Kazuto Ioka (23-2 / 13 KOs) is without a doubt one of the best Japanese boxers of the last decade. He proved his worth quite early, back in his amateur days, amassing an impressive record of 95 wins in 105 bouts, including two All Japan championships, two Inter-High School titles and four National Sports Festival honors.
Turned pro in 2009, he showcased his amateur pedigree as he dispatched world title contender Takashi Kunishige, in just his third fight. Ioka then went on to win the vacant Japanese Light Flyweight title after he TKOed Masayoshi Segawa, only 18 months after his debut.

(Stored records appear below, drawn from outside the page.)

use std::str::FromStr;

use crate::error::{Error, Result};
use crate::field::Field;

/// One row of the opcode table: mnemonic followed by its fields in
/// most-significant-first order.
#[derive(Debug, Clone, PartialEq, Eq)]
pub struct SpecLine {
    pub mnemonic: String,
    pub fields: Vec<Field>,
}

impl SpecLine {
    pub fn parse(text: &str) -> Result<Self> {
        let mut tokens = text.split_whitespace();
        let mnemonic = tokens.next().ok_or(Error::EmptyLine)?.to_string();
        let fields = tokens.map(Field::classify).collect::<Result<Vec<_>>>()?;
        Ok(Self { mnemonic, fields })
    }

    /// Sum of the known field widths, `None` if any operand is unknown.
    pub fn width(&self) -> Option<u32> {
        self.fields.iter().map(Field::width).sum()
    }
}

impl FromStr for SpecLine {
    type Err = Error;

    fn from_str(s: &str) -> Result<Self> {
        Self::parse(s)
    }
}
use anyhow::{Context, Result};
use std::path::Path;

/// A selected row of the opcode table, comment stripped.
#[derive(Debug, Clone, PartialEq, Eq)]
pub struct TableLine {
    /// 1-based line number in the source file.
    pub number: usize,
    pub text: String,
}

/// Keeps rows that start with `prefix` in column 0, skipping blanks and `#` comments.
/// Indented rows are not selected.
pub fn select_lines(src: &str, prefix: &str) -> Vec<TableLine> {
    src.lines()
        .enumerate()
        .filter_map(|(i, raw)| {
            if !raw.starts_with(prefix) {
                return None;
            }
            let text = raw.split_once('#').map_or(raw, |(head, _)| head).trim();
            if text.is_empty() {
                return None;
            }
            Some(TableLine { number: i + 1, text: text.to_string() })
        })
        .collect()
}

pub fn load_table(path: &Path, prefix: &str) -> Result<Vec<TableLine>> {
    let src = std::fs::read_to_string(path)
        .with_context(|| format!("reading opcode table {}", path.display()))?;
    let lines = select_lines(&src, prefix);
    tracing::debug!(path = %path.display(), rows = lines.len(), "table loaded");
    Ok(lines)
}
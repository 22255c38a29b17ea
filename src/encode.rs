use serde::{Deserialize, Serialize};
use tracing::warn;

use crate::error::{Error, Result};
use crate::field::{operand_width, range_width, Bits, Field};

/// Which word a table row is assembled into.
#[derive(Debug, Clone, Copy, PartialEq, Eq, Default, Serialize, Deserialize)]
#[serde(rename_all = "lowercase")]
pub enum Derivation {
    /// Canonical instruction encoding with every operand zeroed.
    #[default]
    Encoding,
    /// Decode mask: opcode bits forced high, operand bits low.
    Mask,
}

/// A field after resolution.
#[derive(Debug, Clone, PartialEq, Eq)]
pub enum Encoded {
    Bits(Bits),
    /// Operand name with no known width, carried through as text.
    Unresolved(String),
}

impl Encoded {
    /// Number of characters this field contributes to the assembled string.
    pub fn width(&self) -> usize {
        match self {
            Encoded::Bits(bits) => bits.len(),
            Encoded::Unresolved(name) => name.len(),
        }
    }

    /// Forces every resolved bit high. Unresolved text is left alone.
    pub fn masked(self) -> Self {
        match self {
            Encoded::Bits(mut bits) => {
                bits.fill(true);
                Encoded::Bits(bits)
            }
            other => other,
        }
    }

    pub fn push_digits(&self, out: &mut String) {
        match self {
            Encoded::Bits(bits) => {
                out.extend(bits.iter().by_vals().map(|b| if b { '1' } else { '0' }));
            }
            Encoded::Unresolved(name) => out.push_str(name),
        }
    }

    pub fn digits(&self) -> String {
        let mut s = String::with_capacity(self.width());
        self.push_digits(&mut s);
        s
    }
}

/// Resolves one field to its canonical bits.
pub fn encode(field: &Field) -> Result<Encoded> {
    let encoded = match field {
        Field::BitRange { hi, lo, value } => {
            let width = range_width(*hi, *lo).ok_or_else(|| Error::MalformedField {
                token: field.to_string(),
            })?;
            if width < u64::BITS && value >> width != 0 {
                return Err(Error::MalformedRange {
                    token: field.to_string(),
                    value: *value,
                    width,
                });
            }
            let mut bits = Bits::with_capacity(width as usize);
            bits.extend((0..width).rev().map(|i| (value >> i) & 1 == 1));
            Encoded::Bits(bits)
        }
        Field::SingleBit { value } => Encoded::Bits(Bits::repeat(*value, 1)),
        Field::NamedOperand { name } => match operand_width(name) {
            Some(width) => Encoded::Bits(Bits::repeat(false, width as usize)),
            None => {
                warn!(operand = %name, "unknown operand name left unresolved");
                Encoded::Unresolved(name.clone())
            }
        },
        Field::Literal { bits } => Encoded::Bits(bits.clone()),
    };
    Ok(encoded)
}

/// Resolves one field for the given derivation. In mask mode every
/// constant or literal field comes out all ones; operands stay zero.
pub fn derive(field: &Field, derivation: Derivation) -> Result<Encoded> {
    let encoded = encode(field)?;
    Ok(match derivation {
        Derivation::Mask if !field.is_operand() => encoded.masked(),
        _ => encoded,
    })
}

#[cfg(test)]
mod tests {
    use super::*;

    fn enc(token: &str) -> Result<String> {
        encode(&Field::classify(token)?).map(|e| e.digits())
    }

    #[test]
    fn bit_range_is_zero_padded() {
        assert_eq!(enc("31..26=0x0c").unwrap(), "001100");
        assert_eq!(enc("6..0=0x57").unwrap(), "1010111");
        assert_eq!(enc("14..12=0x0").unwrap(), "000");
        assert_eq!(enc("24..20=0").unwrap(), "00000");
    }

    #[test]
    fn bit_range_value_must_fit() {
        let err = enc("28..26=0x8").unwrap_err();
        assert_eq!(
            err,
            Error::MalformedRange { token: "28..26=0x8".into(), value: 8, width: 3 }
        );
    }

    #[test]
    fn oversized_range_is_an_error() {
        let field = Field::BitRange { hi: u32::MAX, lo: 0, value: 0 };
        assert!(matches!(encode(&field), Err(Error::MalformedField { .. })));
        let field = Field::BitRange { hi: 3, lo: 7, value: 0 };
        assert!(matches!(encode(&field), Err(Error::MalformedField { .. })));
    }

    #[test]
    fn single_bit_and_operands() {
        assert_eq!(enc("30=1").unwrap(), "1");
        assert_eq!(enc("31=0").unwrap(), "0");
        assert_eq!(enc("nf").unwrap(), "000");
        assert_eq!(enc("zimm11").unwrap(), "00000000000");
        assert_eq!(enc("funct9").unwrap(), "funct9");
    }

    #[test]
    fn mask_forces_constants_high_and_operands_low() {
        let derive_str = |t: &str| derive(&Field::classify(t).unwrap(), Derivation::Mask).unwrap().digits();
        assert_eq!(derive_str("31..26=0x00"), "111111");
        assert_eq!(derive_str("25=0"), "1");
        assert_eq!(derive_str("0101"), "1111");
        assert_eq!(derive_str("rs1"), "00000");
        assert_eq!(derive_str("imm"), "imm");
    }

    #[test]
    fn masking_twice_changes_nothing() {
        let once = derive(&Field::classify("14..12=0x5").unwrap(), Derivation::Mask).unwrap();
        assert_eq!(once.clone().masked(), once);
    }
}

On February of 2011, Ioka’s first major test arrived when he challenged the unbeaten Kittipong Jaigrajang (35-0 at the time) for the WBC Strawweight World championship. Jaigrajang was champion for 4 years and had 6 title defenses under his belt. The Japanese hopeful went toe to toe with the veteran Thai champion, even knocking him down as early as in the second round and then once more in the fifth, with a lethal left body blow, sealing the deal and becoming the world champion at only 21 years of age. Ioka defended his championship twice the same year, against Juan Hernandez Navarrete and Veerawut Yuthimitr.
On June 20 of 2012, he was involved in a unification bout with the WBA champion and fellow rising Japanese star, Akira Yaegashi. Their careers shared many similarities. Yaegashi was also an accomplished amateur, with a record of 56-14, and had also won the National Sports Festival, back in 2002. Both men brought their A game that night, knowing what was at stake. An epic back and forth affair, that brought the fans to their feet, ended with Ioka earning the unanimous decision and leaving Osaka with two world championships.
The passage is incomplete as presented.